One of the classes I took this fall was about Womanist worship, which is centered on Alice Walker’s definition of what it means for Black women to be a Womanist. Now, as a white woman, I am not and cannot be a Womanist, but I learned a lot from the class about constructing worship services in inclusive and liberating ways. One of my main takeaways from that class had to do with hope, the persistent imaginative hope of Black women who are often not centered in our country, in our communities, and in our churches. The hope that I read about in their writings was not a far-off hazy one, but a powerful hope in and belief in liberation and flourishing. Several of the women who spoke to us throughout the class mentioned the powerful scene in Beloved by Toni Morrison where Baby Suggs calls the community children to laugh, the men to dance, and the women to cry, for each to release the feelings that they were keeping inside. It goes on to say that Baby Suggs offered them her heart, “She did not tell them to clean up their lives or go and sin no more. She did not tell them they were the blessed of the earth, its inheriting meek or its glorybound pure. She told them that the only grace they could have was the grace they could imagine. That if they could not see it, they would not have it.” That’s what this scripture is calling us to as well, the idea that all of us can and should imagine a new world and experience transformation so that all can be ushered into the kingdom of heaven. We can all participate and be called something new. The revelations in our life, the ways that we remix the story of faith, are unending because God does not stop moving and working in our lives, and God continually gives us an invitation to continue moving and working and creating together. At the end of the passage, Baby Suggs blesses her community, calling on them to love their bodies, and says, Here,’ she said, ‘in this here place, we flesh; flesh that weeps, laughs; flesh that dances on bare feet in grass. Love it. Love it hard.” Morrison’s use of grass here echoes the growth spoken of in the scripture, the growth that shows where God is at work.
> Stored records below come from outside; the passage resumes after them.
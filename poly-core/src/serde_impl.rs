//! Deserialization goes through an unchecked mirror of [`Poly`], which is then rebuilt in
//! canonical form.

use crate::{Coeff, Mono, Poly};
use serde::Deserialize;

#[derive(Deserialize)]
#[serde(rename = "Poly")]
pub(crate) enum PolyRepr {
    Scalar(Coeff),
    Terms(Vec<Mono>),
}

impl From<PolyRepr> for Poly {
    fn from(repr: PolyRepr) -> Self {
        match repr {
            PolyRepr::Scalar(value) => Poly::Scalar(value),
            PolyRepr::Terms(monos) => Poly::from_monos(monos),
        }
    }
}
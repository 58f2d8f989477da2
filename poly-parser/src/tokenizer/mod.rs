pub mod token;

use logos::{Lexer, Logos};
pub use token::{Token, TokenKind};

/// Returns an iterator over the token kinds produced by the tokenizer.
pub fn tokenize(input: &str) -> Lexer<TokenKind> {
    TokenKind::lexer(input)
}

/// Returns an owned array containing all of the tokens produced by the tokenizer. This allows us
/// to backtrack in case of an error.
///
/// Input the lexer cannot match (such as a line break) is kept as a [`TokenKind::Symbol`], so
/// that every byte of the input is covered by some token.
pub fn tokenize_complete(input: &str) -> Box<[Token]> {
    let mut lexer = tokenize(input);
    let mut tokens = Vec::new();

    while let Some(result) = lexer.next() {
        tokens.push(Token {
            span: lexer.span(),
            kind: result.unwrap_or(TokenKind::Symbol),
            lexeme: lexer.slice(),
        });
    }

    tokens.into_boxed_slice()
}
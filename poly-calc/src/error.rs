use std::fmt;

/// The reason a line of calculator input could not be processed.
#[derive(Debug, Clone, Copy, PartialEq, Eq)]
pub enum Reason {
    /// The line is not a valid polynomial.
    WrongPoly,

    /// The line is not a known command, or the command name is followed by something other than a
    /// blank.
    WrongCommand,

    /// The argument of `AT` is missing or is not a valid coefficient.
    AtWrongValue,

    /// The stack holds fewer polynomials than the command needs.
    StackUnderflow,

    /// The argument of `DEG_BY` is missing or is not a valid variable index.
    DegByWrongVariable,

    /// The argument of `COMPOSE` is missing or is not a valid count.
    ComposeWrongParameter,
}

impl fmt::Display for Reason {
    fn fmt(&self, f: &mut fmt::Formatter) -> fmt::Result {
        let reason = match self {
            Reason::WrongPoly => "WRONG POLY",
            Reason::WrongCommand => "WRONG COMMAND",
            Reason::AtWrongValue => "AT WRONG VALUE",
            Reason::StackUnderflow => "STACK UNDERFLOW",
            Reason::DegByWrongVariable => "DEG BY WRONG VARIABLE",
            Reason::ComposeWrongParameter => "COMPOSE WRONG PARAMETER",
        };
        f.write_str(reason)
    }
}

/// An error that occurred while processing a line of calculator input.
#[derive(Debug)]
pub struct CalcError {
    /// The reason reported to the user.
    pub reason: Reason,

    /// The underlying error, pointing into the line, if there is one.
    pub source: Option<poly_error::Error>,
}

impl CalcError {
    /// Creates an error with no underlying source.
    pub fn new(reason: Reason) -> Self {
        Self { reason, source: None }
    }
}

impl From<Reason> for CalcError {
    fn from(reason: Reason) -> Self {
        Self::new(reason)
    }
}

impl From<poly_parser::Error> for CalcError {
    fn from(err: poly_parser::Error) -> Self {
        Self { reason: Reason::WrongPoly, source: Some(err.into()) }
    }
}

impl fmt::Display for CalcError {
    fn fmt(&self, f: &mut fmt::Formatter) -> fmt::Result {
        write!(f, "{}", self.reason)
    }
}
We see this also in the other lectionary text this week, the gospel reading, which is about the long and persistent hope of Anna and Simeon, two elders in the community who waited and longed for the birth of the Messiah, and who rejoiced upon seeing him. When Mary was told about Jesus’s birth earlier in Luke, she sang a beautiful song, my favorite scripture, a powerful message of justice. She said that the proud would be scattered, the humble uplifted, the hungry filled, the rich sent away empty. Simon, upon seeing Jesus, also offered praise to God: “You are dismissing your servant in peace, according to your word; for my eyes have seen your salvation, which you have prepared in the presence of all peoples, a light for revelation to the Gentiles and for glory to your people Israel.” Joseph and Mary were amazed by these words. Simeon then added, just to Mary, “This child is destined for the falling and the rising of many in Israel, and to be a sign that will be opposed so that the inner thoughts of many will be revealed–and a sword will pierce your own soul too.” Did you catch how Simeon remixed Mary’s own song to her, adding to her message about the powerful falling and the lowly rising and proclaiming that Jesus would be a light to reveal God’s glory to the entire world? Did you notice that he said God’s glory won’t come without some conflict, without some speaking up and speaking out about the power structures that were keeping the community from flourishing?
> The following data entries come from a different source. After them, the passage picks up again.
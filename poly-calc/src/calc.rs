use crate::{
    command::Command,
    error::{CalcError, Reason},
    stack::PolyStack,
};
use poly_core::Poly;
use poly_parser::parse_poly;
use std::io::{self, BufRead, Write};
use tracing::{debug, info, trace};

/// The kind of a line of calculator input.
#[derive(Debug, Clone, Copy, PartialEq, Eq)]
pub enum LineKind {
    /// An empty line, or a comment starting with `#`.
    Ignored,

    /// A command, which starts with an ASCII letter.
    Command,

    /// Anything else, which must be a polynomial.
    Poly,
}

impl LineKind {
    /// Classifies the given line by its first character.
    pub fn of(line: &str) -> Self {
        match line.bytes().next() {
            None | Some(b'#') => LineKind::Ignored,
            Some(b) if b.is_ascii_alphabetic() => LineKind::Command,
            Some(_) => LineKind::Poly,
        }
    }
}

/// A stack-based polynomial calculator.
///
/// Each line of input either pushes a polynomial on the stack, or executes a command on the
/// polynomials at the top of the stack.
#[derive(Debug, Clone, Default)]
pub struct Calculator {
    stack: PolyStack,
}

impl Calculator {
    /// Creates a calculator with an empty stack.
    pub fn new() -> Self {
        Self::default()
    }

    /// Returns the operand stack.
    pub fn stack(&self) -> &PolyStack {
        &self.stack
    }

    /// Processes one line of input, without its line terminator.
    ///
    /// Returns the text to print for the line, if the line produces any. If the line could not
    /// be processed, the stack is left unchanged.
    pub fn process_line(&mut self, line: &str) -> Result<Option<String>, CalcError> {
        match LineKind::of(line) {
            LineKind::Ignored => Ok(None),
            LineKind::Command => {
                let command = line.parse::<Command>()?;
                trace!(?command, "executing command");
                Ok(self.execute(command)?)
            },
            LineKind::Poly => {
                let poly = parse_poly(line)?;
                self.stack.push(poly);
                Ok(None)
            },
        }
    }

    /// Executes the given command on the stack.
    pub fn execute(&mut self, command: Command) -> Result<Option<String>, Reason> {
        let stack = &mut self.stack;
        let output = match command {
            Command::Zero => {
                stack.push(Poly::zero());
                None
            },
            Command::IsCoeff => Some(flag(stack.top()?.is_coeff())),
            Command::IsZero => Some(flag(stack.top()?.is_zero())),
            Command::Clone => {
                let top = stack.top()?.clone();
                stack.push(top);
                None
            },
            Command::Add => {
                let (p, q) = stack.pop_two()?;
                stack.push(p + q);
                None
            },
            Command::Mul => {
                let (p, q) = stack.pop_two()?;
                stack.push(p * q);
                None
            },
            Command::Neg => {
                let top = stack.pop()?;
                stack.push(-top);
                None
            },
            Command::Sub => {
                let (p, q) = stack.pop_two()?;
                stack.push(p - q);
                None
            },
            Command::IsEq => {
                let (p, q) = stack.top_two()?;
                Some(flag(p == q))
            },
            Command::Deg => Some(stack.top()?.deg().to_string()),
            Command::DegBy(var) => Some(stack.top()?.deg_by(var).to_string()),
            Command::At(x) => {
                let top = stack.pop()?;
                stack.push(top.at(x));
                None
            },
            Command::Print => Some(stack.top()?.to_string()),
            Command::Pop => {
                stack.pop()?;
                None
            },
            Command::Compose(count) => {
                stack.require(count.checked_add(1).ok_or(Reason::StackUnderflow)?)?;
                let top = stack.pop()?;
                let substitutions = stack.pop_many(count)?;
                stack.push(top.compose(&substitutions));
                None
            },
        };

        Ok(output)
    }

    /// Processes every line of the given input, writing results to `out` and errors to `err`.
    ///
    /// Errors are written as `ERROR <line> <reason>` and do not stop processing. Line numbers
    /// start at 1 and count every line, including ignored ones.
    pub fn run(&mut self, input: impl BufRead, mut out: impl Write, mut err: impl Write) -> io::Result<()> {
        for (idx, line) in input.split(b'\n').enumerate() {
            let line = line?;
            let line = String::from_utf8_lossy(&line);
            let number = idx + 1;

            match self.process_line(&line) {
                Ok(Some(output)) => writeln!(out, "{}", output)?,
                Ok(None) => (),
                Err(error) => {
                    debug!(line = number, reason = %error.reason, "line rejected");
                    writeln!(err, "ERROR {} {}", number, error.reason)?;
                },
            }
        }

        info!(remaining = self.stack.len(), "input exhausted");
        Ok(())
    }
}

/// Formats a boolean the way the calculator prints it.
fn flag(value: bool) -> String {
    u8::from(value).to_string()
}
While reading these two texts, I could not help but think of Chanel Miller, the sexual assault survivor in the Stanford case. In 2016, many of us read her powerful victim impact statement and were dismayed at the lack of seriousness that the judge seemed to take by giving Brock Turner a six month sentence. In her victim impact statement, she spoke out about the injustice that she saw and experienced. Until her statement was published, she had felt alone and almost as if her life was in ruins. But speaking up and speaking out caused her to realize that so many people had been through the same thing. Her powerful message of strength and hope led the community to recall the judge when they did not feel he had provided justice in the situation. It caused her to be able to reclaim her name – no longer did she have to live simply as Emily Doe, but she felt able to share with the world who she really is.
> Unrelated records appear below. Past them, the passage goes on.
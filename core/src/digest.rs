use std::{
    fmt::{self, Display, LowerHex, UpperHex},
    str::FromStr,
};

use crate::error::{NtHashError, NtHashResult};

/// The size of a MD4 digest, in bytes.
pub const DIGEST_SIZE: usize = 16;

/// A 128-bit digest, as produced by MD4 and NTLM.
///
/// It is displayed as lowercase hexadecimal. Use `{:X}` or [`Digest::to_hex_upper`]
/// for the uppercase form NTLM hashes are usually stored in.
#[derive(Clone, Copy, Default, Debug, PartialEq, Eq, PartialOrd, Ord, Hash)]
pub struct Digest([u8; DIGEST_SIZE]);

impl Digest {
    /// Returns the raw bytes of the digest.
    pub fn as_bytes(&self) -> &[u8; DIGEST_SIZE] {
        &self.0
    }

    /// Renders the digest as lowercase hexadecimal.
    pub fn to_hex_lower(&self) -> String {
        hex::encode(self.0)
    }

    /// Renders the digest as uppercase hexadecimal.
    pub fn to_hex_upper(&self) -> String {
        hex::encode_upper(self.0)
    }
}

impl From<[u8; DIGEST_SIZE]> for Digest {
    fn from(bytes: [u8; DIGEST_SIZE]) -> Self {
        Digest(bytes)
    }
}

impl From<Digest> for [u8; DIGEST_SIZE] {
    fn from(digest: Digest) -> Self {
        digest.0
    }
}

impl AsRef<[u8]> for Digest {
    fn as_ref(&self) -> &[u8] {
        &self.0
    }
}

impl LowerHex for Digest {
    fn fmt(&self, f: &mut fmt::Formatter<'_>) -> fmt::Result {
        f.write_str(&self.to_hex_lower())
    }
}

impl UpperHex for Digest {
    fn fmt(&self, f: &mut fmt::Formatter<'_>) -> fmt::Result {
        f.write_str(&self.to_hex_upper())
    }
}

impl Display for Digest {
    fn fmt(&self, f: &mut fmt::Formatter<'_>) -> fmt::Result {
        LowerHex::fmt(self, f)
    }
}

/// Parses a digest from its hexadecimal form, in either case.
impl FromStr for Digest {
    type Err = NtHashError;

    fn from_str(s: &str) -> NtHashResult<Self> {
        let bytes = hex::decode(s.trim())?;
        let len = bytes.len();

        bytes
            .try_into()
            .map(Digest)
            .map_err(|_| NtHashError::DigestLength(len))
    }
}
In the children’s Sunday School classes this winter, we are going to talk about some young people who have made change in their communities, and one of those will be Greta Thunberg. In the picture book Our House is on Fire, Jeanette Winter talks about how Greta felt invisible at school until she learned about climate change and her whole life changed. She felt compelled to speak up and speak out, to go on strike from school and demand that the lawmakers take climate change seriously (if Atticus knew that striking from school was an option, he would definitely be interested in joining her). Little by little, other kids joined her, not just in Sweden, but all over the world. She’s grateful for our world, and she is fighting to protect it. She has a focused hope, not in the adults who she feels have let her down, but in other kids just like her being able to make important change. She found her voice, even speaking at the UN, and she found a new name for herself as an activist. She was even the Time Person of the year in 2019.
This is the story that we are invited to participate in, where our voices matter and are in fact crucial to the good things growing in the Kingdom of God, where our gifts are needed, and where God is always helping us to become and be called something new. We waited during Advent for Jesus to be born, and now we work and speak and hope for the new kingdom that his birth has uncovered. How will we know when we are moving the right direction? We will look for the new fresh shoots to be springing up from the ground, signalling that God’s work is producing good fruit. Or to put it another way, as Howard Thurman says,
Now the Work of Christmas Begins . . .
When the song of the angels is stilled,
when the star in the sky is gone,
when the kings and princes are home,
when the shepherds are back with their flocks,
the work of Christmas begins:
to find the lost,
to heal the broken,
to feed the hungry,
to release the prisoner,
to rebuild the nations,
to bring peace among the people,
to make music in the heart.
Let me close us out with the prayer that John Darnielle shared at the end of his 2019 Twitter benediction: “May the traditions of this year that no longer nurtured you all die at midnight. May their memory next year and in the years to come be complex and may it grow blurry. May we persevere carrying the banner of those we could not bring with us into the full splendor of our perseverance. May we do them all proud. Long live the traditions worth living through.”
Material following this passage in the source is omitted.